#### Records from a data collection
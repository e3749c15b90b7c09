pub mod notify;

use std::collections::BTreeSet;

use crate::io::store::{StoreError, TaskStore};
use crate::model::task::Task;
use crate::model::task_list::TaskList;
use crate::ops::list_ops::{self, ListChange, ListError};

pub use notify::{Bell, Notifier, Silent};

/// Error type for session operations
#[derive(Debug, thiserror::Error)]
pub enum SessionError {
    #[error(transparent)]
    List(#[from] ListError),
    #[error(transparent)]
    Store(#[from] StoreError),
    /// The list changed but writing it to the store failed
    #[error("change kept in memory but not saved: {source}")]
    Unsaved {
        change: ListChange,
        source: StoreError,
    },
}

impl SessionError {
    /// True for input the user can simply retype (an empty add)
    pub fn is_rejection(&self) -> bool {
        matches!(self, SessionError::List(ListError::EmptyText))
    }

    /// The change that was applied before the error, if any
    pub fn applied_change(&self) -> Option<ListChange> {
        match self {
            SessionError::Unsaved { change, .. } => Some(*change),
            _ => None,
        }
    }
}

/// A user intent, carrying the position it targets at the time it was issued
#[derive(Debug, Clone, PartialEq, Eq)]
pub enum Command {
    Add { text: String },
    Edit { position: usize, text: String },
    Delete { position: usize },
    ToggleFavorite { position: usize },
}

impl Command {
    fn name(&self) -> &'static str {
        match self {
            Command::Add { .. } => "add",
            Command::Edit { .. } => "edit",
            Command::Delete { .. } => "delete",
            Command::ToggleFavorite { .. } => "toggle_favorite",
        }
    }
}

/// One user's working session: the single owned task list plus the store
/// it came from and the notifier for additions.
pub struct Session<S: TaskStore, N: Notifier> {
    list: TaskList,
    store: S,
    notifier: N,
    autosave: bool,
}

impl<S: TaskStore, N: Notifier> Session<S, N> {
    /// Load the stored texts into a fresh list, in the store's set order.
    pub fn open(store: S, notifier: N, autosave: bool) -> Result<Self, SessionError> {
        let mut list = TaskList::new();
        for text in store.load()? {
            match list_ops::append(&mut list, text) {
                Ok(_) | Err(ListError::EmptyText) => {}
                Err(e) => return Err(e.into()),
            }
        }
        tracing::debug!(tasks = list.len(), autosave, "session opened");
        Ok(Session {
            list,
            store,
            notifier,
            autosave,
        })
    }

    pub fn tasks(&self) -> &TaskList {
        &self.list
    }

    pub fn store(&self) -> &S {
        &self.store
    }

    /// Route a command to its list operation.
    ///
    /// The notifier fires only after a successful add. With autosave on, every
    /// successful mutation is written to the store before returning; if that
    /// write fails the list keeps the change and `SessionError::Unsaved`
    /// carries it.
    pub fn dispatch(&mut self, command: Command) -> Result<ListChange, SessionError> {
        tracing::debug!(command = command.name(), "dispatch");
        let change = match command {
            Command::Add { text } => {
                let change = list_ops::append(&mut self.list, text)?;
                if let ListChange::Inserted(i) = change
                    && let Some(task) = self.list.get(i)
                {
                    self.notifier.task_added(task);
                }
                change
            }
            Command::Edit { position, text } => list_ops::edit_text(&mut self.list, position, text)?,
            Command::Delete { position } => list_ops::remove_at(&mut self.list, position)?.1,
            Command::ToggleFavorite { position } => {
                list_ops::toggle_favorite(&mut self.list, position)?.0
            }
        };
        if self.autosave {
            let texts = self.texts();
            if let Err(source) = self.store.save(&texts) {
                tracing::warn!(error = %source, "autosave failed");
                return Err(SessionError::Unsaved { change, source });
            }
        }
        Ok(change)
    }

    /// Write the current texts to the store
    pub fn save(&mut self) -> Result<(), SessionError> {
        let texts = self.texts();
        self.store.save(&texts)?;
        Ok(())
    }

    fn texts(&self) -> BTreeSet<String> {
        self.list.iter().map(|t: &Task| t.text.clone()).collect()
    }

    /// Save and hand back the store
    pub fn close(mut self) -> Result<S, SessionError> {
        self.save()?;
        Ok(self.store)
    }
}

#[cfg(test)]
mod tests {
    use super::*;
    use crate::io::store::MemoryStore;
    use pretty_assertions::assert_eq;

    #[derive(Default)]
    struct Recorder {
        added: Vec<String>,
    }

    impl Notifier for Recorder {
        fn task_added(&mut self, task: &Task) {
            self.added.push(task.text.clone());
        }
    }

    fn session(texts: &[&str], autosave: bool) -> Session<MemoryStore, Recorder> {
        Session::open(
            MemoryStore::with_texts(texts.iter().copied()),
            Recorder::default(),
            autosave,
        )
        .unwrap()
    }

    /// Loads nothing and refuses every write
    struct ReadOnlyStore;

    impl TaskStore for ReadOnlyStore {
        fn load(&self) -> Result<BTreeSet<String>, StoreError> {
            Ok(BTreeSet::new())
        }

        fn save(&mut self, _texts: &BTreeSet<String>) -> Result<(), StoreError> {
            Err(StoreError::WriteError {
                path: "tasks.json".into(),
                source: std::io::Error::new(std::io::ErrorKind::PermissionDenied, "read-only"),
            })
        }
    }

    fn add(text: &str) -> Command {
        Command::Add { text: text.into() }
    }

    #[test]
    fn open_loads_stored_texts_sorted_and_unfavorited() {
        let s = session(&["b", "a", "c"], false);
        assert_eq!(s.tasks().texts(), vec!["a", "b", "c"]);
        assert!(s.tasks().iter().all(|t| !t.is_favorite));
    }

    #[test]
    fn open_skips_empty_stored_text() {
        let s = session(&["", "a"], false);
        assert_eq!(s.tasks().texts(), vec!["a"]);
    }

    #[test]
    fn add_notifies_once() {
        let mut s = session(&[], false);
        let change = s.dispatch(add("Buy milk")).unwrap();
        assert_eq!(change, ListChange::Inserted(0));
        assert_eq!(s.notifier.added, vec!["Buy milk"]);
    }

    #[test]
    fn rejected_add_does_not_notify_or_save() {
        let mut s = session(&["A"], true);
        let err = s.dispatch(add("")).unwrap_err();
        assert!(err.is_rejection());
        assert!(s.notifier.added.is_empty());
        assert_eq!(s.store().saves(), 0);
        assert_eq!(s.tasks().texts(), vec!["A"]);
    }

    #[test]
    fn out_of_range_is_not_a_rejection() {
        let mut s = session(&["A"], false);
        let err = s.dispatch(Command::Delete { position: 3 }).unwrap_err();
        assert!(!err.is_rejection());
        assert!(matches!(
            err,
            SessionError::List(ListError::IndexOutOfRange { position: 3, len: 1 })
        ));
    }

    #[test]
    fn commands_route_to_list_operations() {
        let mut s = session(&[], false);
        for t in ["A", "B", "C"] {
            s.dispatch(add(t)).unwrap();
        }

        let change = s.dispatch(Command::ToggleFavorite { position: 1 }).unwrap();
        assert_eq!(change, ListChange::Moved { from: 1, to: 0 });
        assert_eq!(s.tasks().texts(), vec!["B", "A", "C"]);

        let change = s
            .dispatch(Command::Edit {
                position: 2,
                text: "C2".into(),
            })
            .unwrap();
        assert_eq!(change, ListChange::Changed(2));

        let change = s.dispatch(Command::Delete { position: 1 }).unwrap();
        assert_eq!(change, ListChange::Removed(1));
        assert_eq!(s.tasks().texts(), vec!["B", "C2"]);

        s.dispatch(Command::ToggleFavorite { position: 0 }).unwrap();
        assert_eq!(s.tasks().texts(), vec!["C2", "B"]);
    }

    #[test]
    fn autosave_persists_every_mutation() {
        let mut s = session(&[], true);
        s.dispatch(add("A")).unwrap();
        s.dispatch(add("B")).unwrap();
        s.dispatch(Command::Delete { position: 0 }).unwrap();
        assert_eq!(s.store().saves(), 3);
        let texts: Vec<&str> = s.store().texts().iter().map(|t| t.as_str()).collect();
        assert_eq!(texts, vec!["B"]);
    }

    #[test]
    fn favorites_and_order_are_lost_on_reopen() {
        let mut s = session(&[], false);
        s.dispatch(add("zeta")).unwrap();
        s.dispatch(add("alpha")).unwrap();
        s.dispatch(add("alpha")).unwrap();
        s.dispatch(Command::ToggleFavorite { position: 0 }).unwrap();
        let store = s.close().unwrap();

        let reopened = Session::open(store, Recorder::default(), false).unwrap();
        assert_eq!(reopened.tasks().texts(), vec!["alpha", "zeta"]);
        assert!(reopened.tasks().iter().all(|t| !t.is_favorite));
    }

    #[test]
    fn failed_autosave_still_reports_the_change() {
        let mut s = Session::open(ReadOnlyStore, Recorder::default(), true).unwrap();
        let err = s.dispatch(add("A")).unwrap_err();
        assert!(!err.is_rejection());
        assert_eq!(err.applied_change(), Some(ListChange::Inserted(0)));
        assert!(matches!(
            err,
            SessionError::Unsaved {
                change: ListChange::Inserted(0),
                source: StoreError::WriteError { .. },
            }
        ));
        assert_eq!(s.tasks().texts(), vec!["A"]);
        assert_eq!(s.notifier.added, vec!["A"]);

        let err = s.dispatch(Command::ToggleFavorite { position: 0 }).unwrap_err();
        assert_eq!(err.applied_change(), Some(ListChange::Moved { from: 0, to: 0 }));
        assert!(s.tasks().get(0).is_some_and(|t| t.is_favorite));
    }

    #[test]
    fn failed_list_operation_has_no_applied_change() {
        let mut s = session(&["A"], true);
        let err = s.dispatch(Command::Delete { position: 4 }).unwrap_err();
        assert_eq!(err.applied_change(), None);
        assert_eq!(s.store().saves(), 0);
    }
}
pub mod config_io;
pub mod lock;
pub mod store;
---
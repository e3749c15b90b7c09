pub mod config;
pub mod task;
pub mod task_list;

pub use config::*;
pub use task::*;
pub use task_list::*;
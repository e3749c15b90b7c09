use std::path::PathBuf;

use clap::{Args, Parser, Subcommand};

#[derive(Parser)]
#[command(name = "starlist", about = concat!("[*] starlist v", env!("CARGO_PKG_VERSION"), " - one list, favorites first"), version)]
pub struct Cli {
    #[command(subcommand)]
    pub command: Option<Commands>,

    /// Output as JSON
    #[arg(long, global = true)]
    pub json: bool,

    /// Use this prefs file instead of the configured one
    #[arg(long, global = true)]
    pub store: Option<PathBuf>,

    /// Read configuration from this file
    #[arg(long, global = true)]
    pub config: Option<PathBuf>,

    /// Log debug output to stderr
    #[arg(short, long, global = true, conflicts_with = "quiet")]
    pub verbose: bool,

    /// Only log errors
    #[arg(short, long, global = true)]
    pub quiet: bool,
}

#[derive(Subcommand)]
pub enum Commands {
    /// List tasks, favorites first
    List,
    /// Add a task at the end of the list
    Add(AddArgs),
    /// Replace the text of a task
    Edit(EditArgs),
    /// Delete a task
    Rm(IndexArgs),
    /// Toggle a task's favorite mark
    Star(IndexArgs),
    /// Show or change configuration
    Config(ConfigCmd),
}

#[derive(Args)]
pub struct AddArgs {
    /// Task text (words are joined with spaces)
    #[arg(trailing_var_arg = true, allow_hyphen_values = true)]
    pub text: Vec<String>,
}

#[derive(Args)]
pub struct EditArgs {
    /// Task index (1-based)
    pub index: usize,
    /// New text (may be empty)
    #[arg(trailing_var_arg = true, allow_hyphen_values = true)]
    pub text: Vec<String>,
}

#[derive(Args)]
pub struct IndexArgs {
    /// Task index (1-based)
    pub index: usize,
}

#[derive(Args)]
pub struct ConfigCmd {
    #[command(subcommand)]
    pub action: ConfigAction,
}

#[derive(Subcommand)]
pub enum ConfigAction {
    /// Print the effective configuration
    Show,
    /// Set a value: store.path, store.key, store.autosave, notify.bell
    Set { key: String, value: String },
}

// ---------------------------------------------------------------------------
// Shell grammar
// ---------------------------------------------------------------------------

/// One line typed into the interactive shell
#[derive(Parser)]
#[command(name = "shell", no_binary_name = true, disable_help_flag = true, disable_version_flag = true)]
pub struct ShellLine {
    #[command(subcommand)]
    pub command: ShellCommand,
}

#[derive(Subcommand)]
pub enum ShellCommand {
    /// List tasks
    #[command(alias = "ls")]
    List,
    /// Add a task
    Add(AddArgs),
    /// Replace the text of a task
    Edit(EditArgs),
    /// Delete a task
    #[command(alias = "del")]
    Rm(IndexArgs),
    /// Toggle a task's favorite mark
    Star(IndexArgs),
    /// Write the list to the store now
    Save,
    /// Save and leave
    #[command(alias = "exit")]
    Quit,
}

#### PROBLEM DESCRIPTION
Copy out each line of the data in which the word "PathBuf" appears.

#### SOLUTION FOR THIS TASK
use std::path::PathBuf;
    pub store: Option<PathBuf>,
    pub config: Option<PathBuf>,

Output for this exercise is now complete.